Cyrus is interested in the idea of martyrdom, and begins working on a "book of martyrs", while contemplating his own death as a potential act of martyrdom. He learns of Orkideh, an Iranian performance artist with terminal breast cancer who is spending her last days in the Brooklyn Museum as part of a performance installation titled Death-Speak, reminiscent of endurance performances such as those by Marina Abramović. Cyrus travels to New York to talk with Orkideh, bringing his roommate Zee. Zee has strong feelings for Cyrus, although their relationship is often fraught.

The narrative moves across time periods and perspectives, including depicting the story of Cyrus' mother, who was in a secret lesbian relationship in Iran, and that of his uncle, who – while serving in the Iran–Iraq War – was instructed to dress as an angel on horseback in order to comfort dying soldiers on the battlefield.

Following Orkideh's death, Cyrus learns information that reshapes his understanding of his mother's fate. Years earlier, in an attempt to escape Iran with her lover Leila, Roya swapped passports with Leila before the flight. When Iran Air Flight 655 was shot down, the passenger traveling under Roya's identity was actually Leila. Roya survived, emigrated to the United States, and eventually reinvented herself as the artist Orkideh.

The revelation forces Cyrus to reevaluate his understanding of his family history and of the symbolic role his mother's supposed death had played in his life. In the novel's final scene, presented in a dreamlike register, Cyrus appears to reconcile with Zee before walking into a pool of golden light.

== Writing and development ==
Akbar found critical acclaim with his poetry collections Calling a Wolf a Wolf, released in 2017, and Pilgrim Bell, in 2021. During the COVID-19 pandemic, he decided to write a novel. Akbar wrote poems that served as a step in drafting the novel, and for a period he read two novels a week and watched a film daily as inspiration for his work.

In an interview with In These Times, Akbar explains that the response to the shooting down of Iran Air Flight 655 greatly influenced his decision to make it a focus of the novel.

==Reception==
The New Yorker praised Martyr!: "Akbar's writing has the musculature of poetry that can't rely on narrative propulsion and so propels itself." The Boston Globe wrote that it is "stuffed with ideas, gorgeous images, and a surprising amount of humor".

Writing in The New York Times Book Review, Junot Díaz called it "incandescent" and its main character Cyrus Shams "an indelible protagonist, haunted, searching, utterly magnetic".

In a review published in The New York Review of Books, Francine Prose noted:
There's something immensely appealing about a meticulously written novel whose characters (Cyrus isn't the only one) are busily searching for meaning. It's a pleasure to read a book in which an obsession with the metaphysical, the spiritual, and the ethical is neither a joke nor an occasion for a sermon. And it's cheering to see a first-time (or anytime) novelist go for the heavy stuff—family, death, love, addiction, art, history, poetry, redemption, sex, friendship, US-Iranian relations, God—and manage to make it engrossing, imaginative, and funny.Sarah Cypher of The Washington Post praised the reading experience as "a delight" and called the novel "wonderfully strange".

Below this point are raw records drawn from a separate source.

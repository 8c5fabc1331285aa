//! Local derived views: substring filters, numeric ranges and sorting over the
//! in-memory list a view last fetched. Nothing here touches the network.

use std::cmp::Ordering;
use std::fmt;

/// Direction of a column sort.
#[derive(Clone, Copy, Debug, Default, PartialEq, Eq)]
pub enum SortOrder {
    #[default]
    Asc,
    Desc,
}

impl SortOrder {
    /// Parse the `<select>` value. Empty means "unsorted".
    pub fn parse(raw: &str) -> Option<Self> {
        match raw {
            "asc" => Some(SortOrder::Asc),
            "desc" => Some(SortOrder::Desc),
            _ => None,
        }
    }

    pub fn as_str(self) -> &'static str {
        match self {
            SortOrder::Asc => "asc",
            SortOrder::Desc => "desc",
        }
    }

    pub fn toggle(self) -> Self {
        match self {
            SortOrder::Asc => SortOrder::Desc,
            SortOrder::Desc => SortOrder::Asc,
        }
    }

    fn apply(self, ordering: Ordering) -> Ordering {
        match self {
            SortOrder::Asc => ordering,
            SortOrder::Desc => ordering.reverse(),
        }
    }
}

impl fmt::Display for SortOrder {
    fn fmt(&self, f: &mut fmt::Formatter<'_>) -> fmt::Result {
        f.write_str(self.as_str())
    }
}

/// Case-insensitive substring match. An empty needle matches everything.
pub fn matches_text(haystack: &str, needle: &str) -> bool {
    let needle = needle.trim();
    needle.is_empty() || haystack.to_lowercase().contains(&needle.to_lowercase())
}

/// Inclusive range check with optional bounds.
pub fn within(value: f64, min: Option<f64>, max: Option<f64>) -> bool {
    min.is_none_or(|min| value >= min) && max.is_none_or(|max| value <= max)
}

/// Parse an optional numeric bound from a text input.
pub fn parse_bound(raw: &str) -> Option<f64> {
    raw.trim().parse().ok()
}

/// Stable sort by `key`. `None` leaves the fetched order untouched.
pub fn sort_by<T, K, F>(items: &mut [T], order: Option<SortOrder>, key: F)
where
    K: PartialOrd,
    F: Fn(&T) -> K,
{
    if let Some(order) = order {
        items.sort_by(|a, b| {
            order.apply(key(a).partial_cmp(&key(b)).unwrap_or(Ordering::Equal))
        });
    }
}

#[cfg(test)]
mod tests {
    use super::*;

    #[test]
    fn test_matches_text_is_case_insensitive() {
        assert!(matches_text("Village A Road", "village a"));
        assert!(matches_text("anything", "  "));
        assert!(!matches_text("Village B", "Village A"));
    }

    #[test]
    fn test_within_open_bounds() {
        assert!(within(5.0, None, None));
        assert!(within(5.0, Some(5.0), None));
        assert!(!within(5.0, Some(6.0), None));
        assert!(within(5.0, None, Some(5.0)));
        assert!(!within(5.0, Some(1.0), Some(4.0)));
    }

    #[test]
    fn test_sort_by_order() {
        let mut values = vec![3, 1, 2];
        sort_by(&mut values, None, |v| *v);
        assert_eq!(values, vec![3, 1, 2]);
        sort_by(&mut values, Some(SortOrder::Asc), |v| *v);
        assert_eq!(values, vec![1, 2, 3]);
        sort_by(&mut values, Some(SortOrder::Desc), |v| *v);
        assert_eq!(values, vec![3, 2, 1]);
    }

    #[test]
    fn test_sort_order_parse() {
        assert_eq!(SortOrder::parse("asc"), Some(SortOrder::Asc));
        assert_eq!(SortOrder::parse(""), None);
        assert_eq!(SortOrder::Asc.toggle(), SortOrder::Desc);
    }
}
//! # Filesystem-backed session storage
//!
//! [`FileStorage`] keeps the session keys in a single flat TOML table. It is used
//! on desktop builds and by tooling that talks to the portal backend outside a
//! browser.
//!
//! ```toml
//! jwtToken = "eyJhbGciOi..."
//! userType = "CITIZEN"
//! role = ""
//! userName = "john_doe"
//! userId = "42"
//! ```
//!
//! Callers pick the path from the platform data directory; the
//! `ui` crate does this when it builds the platform storage.

use std::collections::BTreeMap;
use std::path::PathBuf;
use std::sync::Mutex;

use crate::storage::SessionStorage;

/// Filesystem-backed SessionStorage for native persistence.
#[derive(Debug)]
pub struct FileStorage {
    path: PathBuf,
    lock: Mutex<()>,
}

impl FileStorage {
    pub fn new(path: PathBuf) -> Self {
        Self {
            path,
            lock: Mutex::new(()),
        }
    }

    pub fn path(&self) -> &std::path::Path {
        &self.path
    }

    fn read_table(&self) -> BTreeMap<String, String> {
        let Ok(content) = std::fs::read_to_string(&self.path) else {
            return BTreeMap::new();
        };
        match toml::from_str(&content) {
            Ok(table) => table,
            Err(e) => {
                tracing::warn!("Ignoring unreadable session file {}: {}", self.path.display(), e);
                BTreeMap::new()
            }
        }
    }

    fn write_table(&self, table: &BTreeMap<String, String>) {
        if let Some(parent) = self.path.parent() {
            let _ = std::fs::create_dir_all(parent);
        }
        let content = match toml::to_string(table) {
            Ok(content) => content,
            Err(e) => {
                tracing::warn!("Failed to serialise session: {}", e);
                return;
            }
        };
        if let Err(e) = std::fs::write(&self.path, content) {
            tracing::warn!("Failed to write session file {}: {}", self.path.display(), e);
        }
    }

    fn update(&self, f: impl FnOnce(&mut BTreeMap<String, String>)) {
        let Ok(_guard) = self.lock.lock() else {
            return;
        };
        let mut table = self.read_table();
        f(&mut table);
        self.write_table(&table);
    }
}

impl SessionStorage for FileStorage {
    fn get(&self, key: &str) -> Option<String> {
        self.read_table().remove(key)
    }

    fn set(&self, key: &str, value: &str) {
        self.update(|table| {
            table.insert(key.to_string(), value.to_string());
        });
    }

    fn remove(&self, key: &str) {
        self.update(|table| {
            table.remove(key);
        });
    }
}
//! Screens for logged-in citizens. Every one requires user type `CITIZEN` and
//! shows only the caller's own records; the backend derives the citizen from
//! the token.

mod assets;
mod documents;
mod family;
mod finances;
mod infrastructure;
mod issues;
mod profile;
mod welfare;

pub use assets::CitizenAssets;
pub use documents::CitizenDocuments;
pub use family::CitizenFamily;
pub use finances::CitizenFinances;
pub(crate) use finances::FinanceTable;
pub use infrastructure::CitizenInfrastructure;
pub use issues::CitizenIssues;
pub use profile::CitizenProfileView;
pub use welfare::CitizenWelfare;

use api::{Access, UserType};

const CITIZEN: Access = Access::Kind(UserType::Citizen);
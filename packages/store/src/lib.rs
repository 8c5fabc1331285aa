//! Durable client-side storage for the portal.
//!
//! The session identity survives a reload by being written, field by field, into a
//! [`SessionStorage`]. Which back-end is used depends on the platform:
//!
//! | Back-end | Platform | Persistence |
//! |----------|----------|-------------|
//! | [`LocalStorage`] | WASM + `web` feature | browser `localStorage` |
//! | [`FileStorage`] | native | a small TOML file under the data directory |
//! | [`MemoryStorage`] | everywhere | none (tests, fallbacks) |
//!
//! [`PortalConfig`] holds the backend address and UI timings.

pub mod config;
pub mod storage;

mod memory;
pub use memory::MemoryStorage;

mod file_store;
pub use file_store::FileStorage;

#[cfg(all(target_arch = "wasm32", feature = "web"))]
mod local;
#[cfg(all(target_arch = "wasm32", feature = "web"))]
pub use local::LocalStorage;

pub use config::{ApiConfig, PortalConfig, StoreError, UiConfig};
pub use storage::{keys, SessionStorage};
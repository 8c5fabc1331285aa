//! Response envelope normalisation.
//!
//! The backend answers in three shapes:
//!
//! - `{ "statusCode": 200, "message": "...", "data": <payload> }`
//! - a bare array
//! - a bare object
//!
//! [`decode_response`] folds all of them, plus HTTP-level failures, into one
//! [`ApiResult`]. Views never look at envelopes.

use serde::de::DeserializeOwned;
use serde_json::Value;

use crate::error::{ApiError, ApiResult};

/// Decode a raw status + body into `T`.
pub fn decode_response<T: DeserializeOwned>(status: u16, body: &str) -> ApiResult<T> {
    let value: Option<Value> = if body.trim().is_empty() {
        None
    } else {
        serde_json::from_str(body).ok()
    };

    if !(200..300).contains(&status) {
        let message = value.as_ref().map(server_message).unwrap_or_default();
        return Err(ApiError::Status { status, message });
    }

    let value = match value {
        Some(value) => value,
        None if body.trim().is_empty() => Value::Null,
        None => return Err(ApiError::Malformed("response is not JSON".to_string())),
    };

    let payload = match value {
        Value::Object(mut map) if map.contains_key("statusCode") => {
            let status_code = map
                .get("statusCode")
                .and_then(Value::as_u64)
                .and_then(|code| u16::try_from(code).ok())
                .unwrap_or(200);
            if !(200..300).contains(&status_code) {
                let message = server_message(&Value::Object(map));
                return Err(ApiError::Rejected {
                    status_code,
                    message,
                });
            }
            map.remove("data").unwrap_or(Value::Null)
        }
        Value::Object(mut map) if map.len() <= 2 && map.contains_key("data") => {
            // `{ data }` or `{ data, message }` without a status code
            map.remove("data").unwrap_or(Value::Null)
        }
        other => other,
    };

    serde_json::from_value(payload).map_err(|e| ApiError::Malformed(e.to_string()))
}

/// `message` or `detail` from an error body, if it has one.
fn server_message(value: &Value) -> String {
    ["message", "detail"]
        .iter()
        .find_map(|key| value.get(key).and_then(Value::as_str))
        .unwrap_or_default()
        .to_string()
}

#[cfg(test)]
mod tests {
    use serde::de::IgnoredAny;
    use serde_json::json;

    use super::*;

    #[test]
    fn test_envelope_and_bare_shapes_agree() {
        let wrapped = json!({"statusCode": 200, "message": "ok", "data": [1, 2, 3]});
        let bare = json!([1, 2, 3]);

        let a: Vec<u32> = decode_response(200, &wrapped.to_string()).unwrap();
        let b: Vec<u32> = decode_response(200, &bare.to_string()).unwrap();
        assert_eq!(a, b);
    }

    #[test]
    fn test_bare_object() {
        let body = json!({"Role": "INFRASTRUCTURE"}).to_string();
        let value: Value = decode_response(200, &body).unwrap();
        assert_eq!(value["Role"], "INFRASTRUCTURE");
    }

    #[test]
    fn test_failing_status_code_in_envelope() {
        let body = json!({"statusCode": 404, "message": "No issues", "data": null}).to_string();
        let err = decode_response::<Vec<u32>>(200, &body).unwrap_err();
        match err {
            ApiError::Rejected {
                status_code,
                message,
            } => {
                assert_eq!(status_code, 404);
                assert_eq!(message, "No issues");
            }
            other => panic!("unexpected error: {other:?}"),
        }
    }

    #[test]
    fn test_http_error_uses_detail() {
        let body = json!({"detail": "Year already exists"}).to_string();
        let err = decode_response::<IgnoredAny>(400, &body).unwrap_err();
        assert_eq!(err.user_message(), "Year already exists");
    }

    #[test]
    fn test_http_error_with_html_body() {
        let err = decode_response::<IgnoredAny>(502, "<html>Bad gateway</html>").unwrap_err();
        assert!(matches!(err, ApiError::Status { status: 502, .. }));
    }

    #[test]
    fn test_wrong_shape_is_malformed() {
        let body = json!({"statusCode": 200, "data": {"not": "a list"}}).to_string();
        let err = decode_response::<Vec<u32>>(200, &body).unwrap_err();
        assert!(matches!(err, ApiError::Malformed(_)));
    }

    #[test]
    fn test_empty_body_accepted_for_mutations() {
        decode_response::<IgnoredAny>(204, "").unwrap();
        let unit: Option<u32> = decode_response(200, "").unwrap();
        assert!(unit.is_none());
    }
}
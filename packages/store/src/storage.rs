//! # Session storage trait
//!
//! [`SessionStorage`] is a flat string key/value interface, the shape of the
//! browser's `localStorage`. The session store in the `api` crate writes each
//! identity field under one of the [`keys`] so a page reload can rehydrate it.
//!
//! Implementations never fail loudly. A broken or unavailable store behaves like
//! an empty one: reads return `None` and writes are dropped (and logged). The
//! authoritative identity always lives on the backend; losing the local copy only
//! means logging in again.

/// Keys under which the session identity is persisted.
pub mod keys {
    pub const TOKEN: &str = "jwtToken";
    pub const USER_TYPE: &str = "userType";
    pub const ROLE: &str = "role";
    pub const USER_NAME: &str = "userName";
    pub const USER_ID: &str = "userId";

    /// Every session key, in the order they are cleared on logout.
    pub const ALL: [&str; 5] = [TOKEN, USER_TYPE, ROLE, USER_NAME, USER_ID];
}

/// Synchronous string key/value storage.
pub trait SessionStorage: Send + Sync {
    fn get(&self, key: &str) -> Option<String>;
    fn set(&self, key: &str, value: &str);
    fn remove(&self, key: &str);

    /// Remove every session key.
    fn clear_session(&self) {
        for key in keys::ALL {
            self.remove(key);
        }
    }
}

In September 2024 Martyr! was longlisted for the National Book Award for Fiction. In October 2024, the novel was shortlisted for the National Book Award for Fiction.

== Religious allegories ==
In an interview with In These Times, Akbar touched on his use of religious allegory throughout the novel. He said, "The word martyr suggests that someone willfully gave their life for a higher power, whether that higher power is terrestrial or cosmic. Cyrus is troubled by the limits of that taxonomy."